# Supplied material:
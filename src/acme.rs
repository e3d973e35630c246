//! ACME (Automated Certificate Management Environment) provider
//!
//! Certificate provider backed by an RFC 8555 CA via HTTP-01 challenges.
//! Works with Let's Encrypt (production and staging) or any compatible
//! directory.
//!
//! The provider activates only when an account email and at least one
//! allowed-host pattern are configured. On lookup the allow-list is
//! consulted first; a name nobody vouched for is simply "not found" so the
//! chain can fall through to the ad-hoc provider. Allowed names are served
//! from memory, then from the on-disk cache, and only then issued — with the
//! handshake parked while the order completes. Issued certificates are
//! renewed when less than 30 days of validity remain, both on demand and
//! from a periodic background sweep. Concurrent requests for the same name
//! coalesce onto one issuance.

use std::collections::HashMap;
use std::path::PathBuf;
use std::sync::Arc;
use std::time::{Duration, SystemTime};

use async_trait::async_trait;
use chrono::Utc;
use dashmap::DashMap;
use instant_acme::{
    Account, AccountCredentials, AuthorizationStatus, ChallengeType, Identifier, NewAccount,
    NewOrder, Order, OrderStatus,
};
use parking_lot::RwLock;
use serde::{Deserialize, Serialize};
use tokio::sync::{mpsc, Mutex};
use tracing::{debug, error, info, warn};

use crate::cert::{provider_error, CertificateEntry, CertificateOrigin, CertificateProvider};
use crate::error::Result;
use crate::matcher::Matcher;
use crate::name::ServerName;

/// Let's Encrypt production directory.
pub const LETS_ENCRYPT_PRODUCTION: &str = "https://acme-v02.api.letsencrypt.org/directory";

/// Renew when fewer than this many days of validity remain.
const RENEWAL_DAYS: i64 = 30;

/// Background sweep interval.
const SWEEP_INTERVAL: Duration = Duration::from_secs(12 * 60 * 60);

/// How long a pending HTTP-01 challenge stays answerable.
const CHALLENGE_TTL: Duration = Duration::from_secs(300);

# To do:
Go through the entries and report every line with the string "Duration".

# Exercise solution:
use std::time::{Duration, SystemTime};
const SWEEP_INTERVAL: Duration = Duration::from_secs(12 * 60 * 60);
const CHALLENGE_TTL: Duration = Duration::from_secs(300);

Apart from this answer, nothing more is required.